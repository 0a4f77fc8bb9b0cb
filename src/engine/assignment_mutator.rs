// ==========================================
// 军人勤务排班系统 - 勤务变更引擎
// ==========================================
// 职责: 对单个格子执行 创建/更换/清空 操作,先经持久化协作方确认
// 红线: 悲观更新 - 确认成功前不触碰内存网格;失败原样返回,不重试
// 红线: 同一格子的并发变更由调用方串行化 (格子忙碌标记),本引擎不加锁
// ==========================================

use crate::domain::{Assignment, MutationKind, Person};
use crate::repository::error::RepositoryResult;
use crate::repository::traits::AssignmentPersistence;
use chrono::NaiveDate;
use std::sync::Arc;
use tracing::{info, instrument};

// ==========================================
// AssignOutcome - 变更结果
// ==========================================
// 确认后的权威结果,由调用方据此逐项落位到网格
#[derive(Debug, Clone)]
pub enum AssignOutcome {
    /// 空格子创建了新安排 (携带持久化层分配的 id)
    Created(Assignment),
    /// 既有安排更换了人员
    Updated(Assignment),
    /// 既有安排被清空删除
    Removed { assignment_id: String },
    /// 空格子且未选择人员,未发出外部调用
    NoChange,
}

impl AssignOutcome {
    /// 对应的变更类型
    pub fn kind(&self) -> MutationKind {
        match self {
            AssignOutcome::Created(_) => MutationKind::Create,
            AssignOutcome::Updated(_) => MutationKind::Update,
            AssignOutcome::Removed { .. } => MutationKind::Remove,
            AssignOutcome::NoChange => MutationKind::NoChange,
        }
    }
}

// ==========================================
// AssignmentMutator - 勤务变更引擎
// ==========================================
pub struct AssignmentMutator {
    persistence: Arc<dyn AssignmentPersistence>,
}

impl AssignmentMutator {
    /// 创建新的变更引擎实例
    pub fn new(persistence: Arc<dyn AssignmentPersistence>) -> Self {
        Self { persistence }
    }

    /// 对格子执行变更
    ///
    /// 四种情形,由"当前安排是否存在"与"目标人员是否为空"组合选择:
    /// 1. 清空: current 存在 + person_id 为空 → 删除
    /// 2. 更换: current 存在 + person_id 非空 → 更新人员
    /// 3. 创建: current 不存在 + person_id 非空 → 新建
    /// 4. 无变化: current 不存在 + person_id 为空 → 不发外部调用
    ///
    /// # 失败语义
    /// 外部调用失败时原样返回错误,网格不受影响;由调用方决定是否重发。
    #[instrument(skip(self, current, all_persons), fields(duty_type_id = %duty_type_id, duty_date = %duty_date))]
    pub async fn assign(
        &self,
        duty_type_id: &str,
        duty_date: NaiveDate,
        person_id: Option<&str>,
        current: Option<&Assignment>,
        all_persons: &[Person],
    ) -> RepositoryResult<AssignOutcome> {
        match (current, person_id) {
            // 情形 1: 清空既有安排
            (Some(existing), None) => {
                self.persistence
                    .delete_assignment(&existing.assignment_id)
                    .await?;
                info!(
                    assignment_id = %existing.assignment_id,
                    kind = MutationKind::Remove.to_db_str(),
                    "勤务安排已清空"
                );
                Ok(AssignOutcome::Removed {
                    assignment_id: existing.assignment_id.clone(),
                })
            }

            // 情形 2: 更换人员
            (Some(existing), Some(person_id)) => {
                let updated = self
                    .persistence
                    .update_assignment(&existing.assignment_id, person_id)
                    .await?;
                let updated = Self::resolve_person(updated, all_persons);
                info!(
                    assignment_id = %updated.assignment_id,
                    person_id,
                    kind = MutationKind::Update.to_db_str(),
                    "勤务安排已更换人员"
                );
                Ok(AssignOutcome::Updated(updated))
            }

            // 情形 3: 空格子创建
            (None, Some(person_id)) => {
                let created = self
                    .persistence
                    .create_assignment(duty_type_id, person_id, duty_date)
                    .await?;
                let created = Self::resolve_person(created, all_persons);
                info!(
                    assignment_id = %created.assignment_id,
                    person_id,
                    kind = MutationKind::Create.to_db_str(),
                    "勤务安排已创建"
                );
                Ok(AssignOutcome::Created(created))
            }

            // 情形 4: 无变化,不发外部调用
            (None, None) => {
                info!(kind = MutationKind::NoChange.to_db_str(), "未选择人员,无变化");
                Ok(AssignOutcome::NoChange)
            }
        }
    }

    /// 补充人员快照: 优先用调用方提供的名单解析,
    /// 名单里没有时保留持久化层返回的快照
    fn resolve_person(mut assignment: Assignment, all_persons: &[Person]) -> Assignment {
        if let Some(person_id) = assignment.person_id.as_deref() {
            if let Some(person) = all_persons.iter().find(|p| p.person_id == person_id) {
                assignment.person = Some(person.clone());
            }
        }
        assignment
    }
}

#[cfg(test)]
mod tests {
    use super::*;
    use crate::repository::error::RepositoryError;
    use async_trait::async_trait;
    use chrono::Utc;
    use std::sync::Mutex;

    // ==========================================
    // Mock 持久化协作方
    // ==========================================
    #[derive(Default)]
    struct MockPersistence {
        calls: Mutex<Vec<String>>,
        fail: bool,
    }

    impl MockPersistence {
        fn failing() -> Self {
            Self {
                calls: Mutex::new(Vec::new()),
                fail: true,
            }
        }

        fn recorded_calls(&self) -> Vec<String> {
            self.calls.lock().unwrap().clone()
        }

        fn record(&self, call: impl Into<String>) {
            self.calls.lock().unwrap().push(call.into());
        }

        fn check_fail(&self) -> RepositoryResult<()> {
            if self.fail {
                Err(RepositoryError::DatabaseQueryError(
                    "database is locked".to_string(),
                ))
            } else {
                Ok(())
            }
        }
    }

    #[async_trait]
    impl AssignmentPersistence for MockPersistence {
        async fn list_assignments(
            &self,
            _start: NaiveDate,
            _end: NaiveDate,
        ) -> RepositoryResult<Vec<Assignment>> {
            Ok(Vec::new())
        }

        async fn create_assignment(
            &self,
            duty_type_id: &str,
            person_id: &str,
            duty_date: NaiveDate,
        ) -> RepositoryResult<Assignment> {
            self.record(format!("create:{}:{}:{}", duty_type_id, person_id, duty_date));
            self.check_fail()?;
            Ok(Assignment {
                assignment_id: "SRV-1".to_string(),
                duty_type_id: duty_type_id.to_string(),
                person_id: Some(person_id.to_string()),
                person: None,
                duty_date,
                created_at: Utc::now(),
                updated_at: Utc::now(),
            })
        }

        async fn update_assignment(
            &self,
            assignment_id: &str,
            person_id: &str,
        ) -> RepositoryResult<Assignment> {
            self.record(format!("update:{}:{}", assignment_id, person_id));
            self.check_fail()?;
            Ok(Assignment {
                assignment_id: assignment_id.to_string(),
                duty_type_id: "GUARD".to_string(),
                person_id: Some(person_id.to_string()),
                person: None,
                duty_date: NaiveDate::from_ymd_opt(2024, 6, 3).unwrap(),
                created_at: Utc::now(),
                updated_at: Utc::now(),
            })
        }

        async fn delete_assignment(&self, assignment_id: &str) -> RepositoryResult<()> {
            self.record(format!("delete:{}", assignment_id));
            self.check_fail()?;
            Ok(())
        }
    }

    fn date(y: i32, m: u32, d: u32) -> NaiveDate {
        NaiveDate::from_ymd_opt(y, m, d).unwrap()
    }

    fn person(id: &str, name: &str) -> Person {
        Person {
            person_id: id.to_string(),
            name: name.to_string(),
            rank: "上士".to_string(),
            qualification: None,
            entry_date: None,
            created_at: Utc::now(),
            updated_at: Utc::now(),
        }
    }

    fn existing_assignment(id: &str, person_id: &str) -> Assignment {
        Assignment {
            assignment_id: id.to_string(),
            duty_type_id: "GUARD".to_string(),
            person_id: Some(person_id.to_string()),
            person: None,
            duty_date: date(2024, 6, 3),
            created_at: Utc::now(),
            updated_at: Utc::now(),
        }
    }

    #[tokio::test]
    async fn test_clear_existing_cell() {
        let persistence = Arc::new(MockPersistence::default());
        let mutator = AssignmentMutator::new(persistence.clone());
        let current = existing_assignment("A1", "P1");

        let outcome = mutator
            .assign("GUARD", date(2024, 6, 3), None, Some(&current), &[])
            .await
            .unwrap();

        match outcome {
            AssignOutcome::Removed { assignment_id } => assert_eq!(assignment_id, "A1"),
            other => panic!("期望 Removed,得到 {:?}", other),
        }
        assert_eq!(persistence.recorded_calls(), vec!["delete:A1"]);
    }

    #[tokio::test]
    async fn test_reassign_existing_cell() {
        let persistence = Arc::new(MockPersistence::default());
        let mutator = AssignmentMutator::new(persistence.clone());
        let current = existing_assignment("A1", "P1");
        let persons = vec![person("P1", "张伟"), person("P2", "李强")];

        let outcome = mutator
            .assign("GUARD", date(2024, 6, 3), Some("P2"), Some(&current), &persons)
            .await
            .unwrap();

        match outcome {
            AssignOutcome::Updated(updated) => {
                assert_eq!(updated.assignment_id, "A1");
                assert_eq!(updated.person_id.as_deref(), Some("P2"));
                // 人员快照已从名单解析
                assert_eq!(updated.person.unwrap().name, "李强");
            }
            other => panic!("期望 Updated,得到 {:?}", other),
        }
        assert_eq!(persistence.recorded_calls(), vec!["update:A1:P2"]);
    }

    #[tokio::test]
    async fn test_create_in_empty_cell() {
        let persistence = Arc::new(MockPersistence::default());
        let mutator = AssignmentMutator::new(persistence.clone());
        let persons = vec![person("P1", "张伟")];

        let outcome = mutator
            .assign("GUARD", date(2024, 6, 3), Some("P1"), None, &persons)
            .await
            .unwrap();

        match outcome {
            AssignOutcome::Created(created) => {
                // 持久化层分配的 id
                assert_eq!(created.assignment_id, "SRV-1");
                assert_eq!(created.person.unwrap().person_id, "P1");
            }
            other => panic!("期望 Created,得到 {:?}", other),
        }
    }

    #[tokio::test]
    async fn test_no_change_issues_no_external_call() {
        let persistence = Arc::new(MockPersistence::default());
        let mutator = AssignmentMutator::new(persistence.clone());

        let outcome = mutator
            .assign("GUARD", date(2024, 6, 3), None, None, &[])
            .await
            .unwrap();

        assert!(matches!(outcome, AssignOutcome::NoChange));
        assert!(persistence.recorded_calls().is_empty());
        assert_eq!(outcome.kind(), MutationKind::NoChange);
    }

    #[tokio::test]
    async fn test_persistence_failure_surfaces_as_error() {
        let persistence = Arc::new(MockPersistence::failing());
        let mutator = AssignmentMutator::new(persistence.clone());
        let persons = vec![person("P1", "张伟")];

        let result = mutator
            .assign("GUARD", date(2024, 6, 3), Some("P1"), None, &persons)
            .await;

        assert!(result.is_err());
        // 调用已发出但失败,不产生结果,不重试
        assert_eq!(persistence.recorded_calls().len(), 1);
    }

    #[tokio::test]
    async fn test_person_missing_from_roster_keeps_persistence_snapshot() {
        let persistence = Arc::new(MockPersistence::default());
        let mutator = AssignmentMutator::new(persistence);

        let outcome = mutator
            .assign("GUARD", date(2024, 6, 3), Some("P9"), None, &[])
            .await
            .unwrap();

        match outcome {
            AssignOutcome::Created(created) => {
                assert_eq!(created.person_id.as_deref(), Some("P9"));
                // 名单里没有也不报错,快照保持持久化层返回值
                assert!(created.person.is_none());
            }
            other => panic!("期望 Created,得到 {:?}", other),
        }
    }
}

::::::

Look through the records above for the word "format" and state how many lines contain it, giving the number alone.

▸ **Answer box**:
3